▶ [Directions for this task]: Look in the material below for the line holding "self.batches += 1;". Set it down exactly, with each later line up to and including the line holding "items[i].url()".

▶ [Records to use]:
■ ■ ■ ■ ■ ■ ■
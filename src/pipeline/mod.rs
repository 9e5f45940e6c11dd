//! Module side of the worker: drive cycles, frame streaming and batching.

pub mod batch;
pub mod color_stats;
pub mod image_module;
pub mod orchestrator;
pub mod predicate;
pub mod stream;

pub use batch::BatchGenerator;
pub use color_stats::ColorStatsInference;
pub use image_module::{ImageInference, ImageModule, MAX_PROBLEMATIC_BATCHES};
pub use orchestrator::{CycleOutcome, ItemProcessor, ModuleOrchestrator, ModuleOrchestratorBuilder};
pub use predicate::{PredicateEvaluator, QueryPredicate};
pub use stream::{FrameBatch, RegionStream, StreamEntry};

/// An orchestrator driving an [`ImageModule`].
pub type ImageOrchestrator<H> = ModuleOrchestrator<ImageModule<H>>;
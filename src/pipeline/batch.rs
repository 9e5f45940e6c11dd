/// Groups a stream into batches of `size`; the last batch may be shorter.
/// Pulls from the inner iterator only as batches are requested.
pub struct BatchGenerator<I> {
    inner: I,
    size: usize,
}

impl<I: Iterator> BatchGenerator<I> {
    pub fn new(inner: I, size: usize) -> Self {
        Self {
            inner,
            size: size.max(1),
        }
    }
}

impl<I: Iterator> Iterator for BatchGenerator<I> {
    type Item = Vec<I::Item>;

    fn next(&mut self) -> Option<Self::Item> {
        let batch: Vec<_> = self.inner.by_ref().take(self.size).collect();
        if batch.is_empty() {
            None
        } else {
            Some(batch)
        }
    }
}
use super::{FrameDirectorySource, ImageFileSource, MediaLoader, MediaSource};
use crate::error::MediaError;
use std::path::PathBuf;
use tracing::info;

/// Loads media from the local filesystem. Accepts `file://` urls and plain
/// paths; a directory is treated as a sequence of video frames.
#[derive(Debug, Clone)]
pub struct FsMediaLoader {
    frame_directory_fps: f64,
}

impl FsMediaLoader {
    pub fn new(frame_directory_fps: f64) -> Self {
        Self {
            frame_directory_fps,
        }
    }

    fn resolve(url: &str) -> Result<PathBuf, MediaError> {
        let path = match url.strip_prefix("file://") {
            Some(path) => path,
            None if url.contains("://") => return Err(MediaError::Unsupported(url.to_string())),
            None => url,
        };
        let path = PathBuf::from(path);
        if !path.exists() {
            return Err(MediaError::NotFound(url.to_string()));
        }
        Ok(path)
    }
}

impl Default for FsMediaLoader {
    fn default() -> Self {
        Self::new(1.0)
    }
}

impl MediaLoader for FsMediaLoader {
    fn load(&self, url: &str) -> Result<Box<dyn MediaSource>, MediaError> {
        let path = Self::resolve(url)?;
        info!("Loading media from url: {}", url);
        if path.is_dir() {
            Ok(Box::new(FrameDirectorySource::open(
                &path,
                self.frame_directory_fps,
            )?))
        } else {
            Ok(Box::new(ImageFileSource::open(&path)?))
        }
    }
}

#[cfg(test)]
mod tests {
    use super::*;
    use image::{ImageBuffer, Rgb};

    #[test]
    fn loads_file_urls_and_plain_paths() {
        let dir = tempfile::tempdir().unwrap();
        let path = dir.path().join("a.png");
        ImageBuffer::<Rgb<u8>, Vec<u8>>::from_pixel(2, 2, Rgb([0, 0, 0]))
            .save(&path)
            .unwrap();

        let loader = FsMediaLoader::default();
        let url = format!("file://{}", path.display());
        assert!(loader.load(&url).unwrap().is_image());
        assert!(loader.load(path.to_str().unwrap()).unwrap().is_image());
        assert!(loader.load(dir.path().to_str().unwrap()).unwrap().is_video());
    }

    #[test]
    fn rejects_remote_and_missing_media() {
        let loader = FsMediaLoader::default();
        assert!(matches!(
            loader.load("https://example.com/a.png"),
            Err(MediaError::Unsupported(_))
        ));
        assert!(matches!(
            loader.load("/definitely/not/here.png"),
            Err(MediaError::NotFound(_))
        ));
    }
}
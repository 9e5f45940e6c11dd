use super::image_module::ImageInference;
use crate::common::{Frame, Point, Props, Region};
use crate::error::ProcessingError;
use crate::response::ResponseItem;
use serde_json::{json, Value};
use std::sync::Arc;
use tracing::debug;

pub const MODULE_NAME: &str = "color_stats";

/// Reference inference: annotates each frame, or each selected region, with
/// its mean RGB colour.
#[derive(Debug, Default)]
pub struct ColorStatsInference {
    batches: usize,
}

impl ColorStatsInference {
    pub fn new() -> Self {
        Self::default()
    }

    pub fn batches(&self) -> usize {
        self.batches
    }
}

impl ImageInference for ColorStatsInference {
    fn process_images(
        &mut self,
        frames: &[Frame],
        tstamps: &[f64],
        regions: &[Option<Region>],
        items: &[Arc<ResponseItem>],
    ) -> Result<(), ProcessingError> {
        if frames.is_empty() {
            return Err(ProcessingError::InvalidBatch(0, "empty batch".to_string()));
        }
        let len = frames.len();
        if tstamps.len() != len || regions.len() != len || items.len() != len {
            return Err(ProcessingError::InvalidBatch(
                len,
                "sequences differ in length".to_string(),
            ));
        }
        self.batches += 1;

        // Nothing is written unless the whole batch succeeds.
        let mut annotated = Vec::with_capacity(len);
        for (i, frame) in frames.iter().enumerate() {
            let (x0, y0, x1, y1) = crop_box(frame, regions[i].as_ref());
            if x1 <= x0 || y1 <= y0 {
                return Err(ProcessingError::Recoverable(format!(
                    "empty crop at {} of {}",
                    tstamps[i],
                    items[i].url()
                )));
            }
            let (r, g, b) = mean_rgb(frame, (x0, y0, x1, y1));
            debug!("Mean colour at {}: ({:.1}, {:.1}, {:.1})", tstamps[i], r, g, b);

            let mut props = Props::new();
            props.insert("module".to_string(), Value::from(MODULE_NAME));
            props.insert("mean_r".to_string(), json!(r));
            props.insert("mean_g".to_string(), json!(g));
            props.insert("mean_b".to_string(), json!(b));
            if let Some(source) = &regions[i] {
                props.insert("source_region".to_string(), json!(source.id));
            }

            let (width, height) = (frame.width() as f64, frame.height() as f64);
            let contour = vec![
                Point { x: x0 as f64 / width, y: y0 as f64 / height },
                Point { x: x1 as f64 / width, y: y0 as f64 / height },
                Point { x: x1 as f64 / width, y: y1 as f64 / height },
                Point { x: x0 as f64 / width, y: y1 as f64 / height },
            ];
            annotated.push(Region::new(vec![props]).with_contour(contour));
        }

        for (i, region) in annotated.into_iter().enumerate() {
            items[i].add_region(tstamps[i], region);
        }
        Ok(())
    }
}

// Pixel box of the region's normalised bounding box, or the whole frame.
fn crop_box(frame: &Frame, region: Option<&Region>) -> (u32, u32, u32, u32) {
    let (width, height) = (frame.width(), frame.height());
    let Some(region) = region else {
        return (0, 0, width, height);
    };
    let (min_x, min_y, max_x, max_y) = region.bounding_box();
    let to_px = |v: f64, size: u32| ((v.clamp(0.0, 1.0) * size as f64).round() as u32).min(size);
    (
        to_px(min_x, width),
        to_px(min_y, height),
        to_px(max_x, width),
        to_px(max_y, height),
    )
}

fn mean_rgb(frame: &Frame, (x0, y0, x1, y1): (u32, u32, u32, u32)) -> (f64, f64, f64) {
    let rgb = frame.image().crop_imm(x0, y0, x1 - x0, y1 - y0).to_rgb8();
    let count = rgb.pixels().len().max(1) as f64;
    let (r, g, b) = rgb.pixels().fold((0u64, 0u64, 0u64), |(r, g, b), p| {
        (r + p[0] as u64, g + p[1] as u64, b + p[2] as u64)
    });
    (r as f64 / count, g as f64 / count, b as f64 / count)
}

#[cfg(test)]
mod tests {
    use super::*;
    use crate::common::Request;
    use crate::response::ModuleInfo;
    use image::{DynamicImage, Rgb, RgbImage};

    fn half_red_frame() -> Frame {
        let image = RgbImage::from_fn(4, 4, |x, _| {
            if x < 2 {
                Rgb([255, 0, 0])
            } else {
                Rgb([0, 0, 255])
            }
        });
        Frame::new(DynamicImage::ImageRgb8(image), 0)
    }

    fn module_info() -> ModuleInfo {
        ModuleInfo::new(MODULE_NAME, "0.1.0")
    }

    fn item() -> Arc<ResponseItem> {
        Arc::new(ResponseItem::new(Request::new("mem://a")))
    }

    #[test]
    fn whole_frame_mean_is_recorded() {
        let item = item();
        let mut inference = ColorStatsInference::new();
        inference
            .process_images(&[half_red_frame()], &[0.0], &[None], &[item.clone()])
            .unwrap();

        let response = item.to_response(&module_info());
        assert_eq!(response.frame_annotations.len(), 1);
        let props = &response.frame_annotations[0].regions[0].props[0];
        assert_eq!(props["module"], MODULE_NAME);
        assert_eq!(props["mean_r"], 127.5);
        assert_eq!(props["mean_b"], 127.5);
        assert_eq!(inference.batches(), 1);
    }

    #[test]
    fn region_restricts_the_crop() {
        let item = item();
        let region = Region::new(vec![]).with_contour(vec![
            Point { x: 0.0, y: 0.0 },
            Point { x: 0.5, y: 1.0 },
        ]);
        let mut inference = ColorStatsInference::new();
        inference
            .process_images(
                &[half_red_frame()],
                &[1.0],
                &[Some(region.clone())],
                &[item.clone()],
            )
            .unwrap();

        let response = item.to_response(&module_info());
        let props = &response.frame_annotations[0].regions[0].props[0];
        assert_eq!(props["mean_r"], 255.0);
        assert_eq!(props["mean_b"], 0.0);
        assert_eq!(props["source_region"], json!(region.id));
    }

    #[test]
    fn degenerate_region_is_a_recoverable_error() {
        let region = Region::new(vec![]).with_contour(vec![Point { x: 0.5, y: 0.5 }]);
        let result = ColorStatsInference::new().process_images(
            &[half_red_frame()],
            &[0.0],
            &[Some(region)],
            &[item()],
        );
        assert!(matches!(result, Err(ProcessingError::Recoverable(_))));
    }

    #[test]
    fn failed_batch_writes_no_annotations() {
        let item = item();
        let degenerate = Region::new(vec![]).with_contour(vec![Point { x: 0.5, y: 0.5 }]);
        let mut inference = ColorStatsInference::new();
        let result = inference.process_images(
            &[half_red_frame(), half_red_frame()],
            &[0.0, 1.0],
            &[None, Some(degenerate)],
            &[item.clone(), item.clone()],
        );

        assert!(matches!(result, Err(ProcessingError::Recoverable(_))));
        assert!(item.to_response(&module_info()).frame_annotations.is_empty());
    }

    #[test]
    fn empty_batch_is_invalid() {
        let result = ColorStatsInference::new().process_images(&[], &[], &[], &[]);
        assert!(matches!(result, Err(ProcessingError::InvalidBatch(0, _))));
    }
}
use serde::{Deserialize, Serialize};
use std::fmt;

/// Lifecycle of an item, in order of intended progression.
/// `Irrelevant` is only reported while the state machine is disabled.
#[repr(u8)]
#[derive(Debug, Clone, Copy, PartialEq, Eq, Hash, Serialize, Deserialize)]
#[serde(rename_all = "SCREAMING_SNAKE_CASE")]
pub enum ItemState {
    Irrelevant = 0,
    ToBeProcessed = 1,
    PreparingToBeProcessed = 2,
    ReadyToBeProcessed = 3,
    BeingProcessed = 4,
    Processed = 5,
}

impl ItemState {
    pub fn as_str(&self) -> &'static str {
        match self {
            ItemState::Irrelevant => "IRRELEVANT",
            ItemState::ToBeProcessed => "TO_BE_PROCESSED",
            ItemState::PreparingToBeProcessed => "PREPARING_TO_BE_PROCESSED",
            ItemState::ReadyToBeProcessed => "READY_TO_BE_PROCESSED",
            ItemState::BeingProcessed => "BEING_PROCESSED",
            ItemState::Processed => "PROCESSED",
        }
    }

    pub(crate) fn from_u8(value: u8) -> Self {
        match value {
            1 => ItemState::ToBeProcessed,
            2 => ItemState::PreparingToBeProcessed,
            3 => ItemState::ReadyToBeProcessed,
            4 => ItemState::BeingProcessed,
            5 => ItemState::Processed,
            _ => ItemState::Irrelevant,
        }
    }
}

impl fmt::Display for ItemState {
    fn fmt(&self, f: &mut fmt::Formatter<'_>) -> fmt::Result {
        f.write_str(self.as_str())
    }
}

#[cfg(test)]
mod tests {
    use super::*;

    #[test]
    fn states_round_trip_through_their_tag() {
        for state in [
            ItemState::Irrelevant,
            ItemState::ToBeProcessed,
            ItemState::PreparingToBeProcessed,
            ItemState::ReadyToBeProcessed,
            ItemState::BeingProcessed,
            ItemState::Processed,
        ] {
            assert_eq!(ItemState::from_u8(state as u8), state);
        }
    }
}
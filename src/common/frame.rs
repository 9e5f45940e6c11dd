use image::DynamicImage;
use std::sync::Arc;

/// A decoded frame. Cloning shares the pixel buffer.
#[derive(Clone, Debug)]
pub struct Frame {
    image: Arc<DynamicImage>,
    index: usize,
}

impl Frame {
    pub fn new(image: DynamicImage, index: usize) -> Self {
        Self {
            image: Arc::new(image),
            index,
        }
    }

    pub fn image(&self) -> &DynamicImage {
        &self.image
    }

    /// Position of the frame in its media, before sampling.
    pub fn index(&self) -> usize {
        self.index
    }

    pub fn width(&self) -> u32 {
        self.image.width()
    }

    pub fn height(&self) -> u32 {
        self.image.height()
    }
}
■ ■ ■ ■ ■ ■ ■
▶ [Expected answer]:
        self.batches += 1;

        // Nothing is written unless the whole batch succeeds.
        let mut annotated = Vec::with_capacity(len);
        for (i, frame) in frames.iter().enumerate() {
            let (x0, y0, x1, y1) = crop_box(frame, regions[i].as_ref());
            if x1 <= x0 || y1 <= y0 {
                return Err(ProcessingError::Recoverable(format!(
                    "empty crop at {} of {}",
                    tstamps[i],
                    items[i].url()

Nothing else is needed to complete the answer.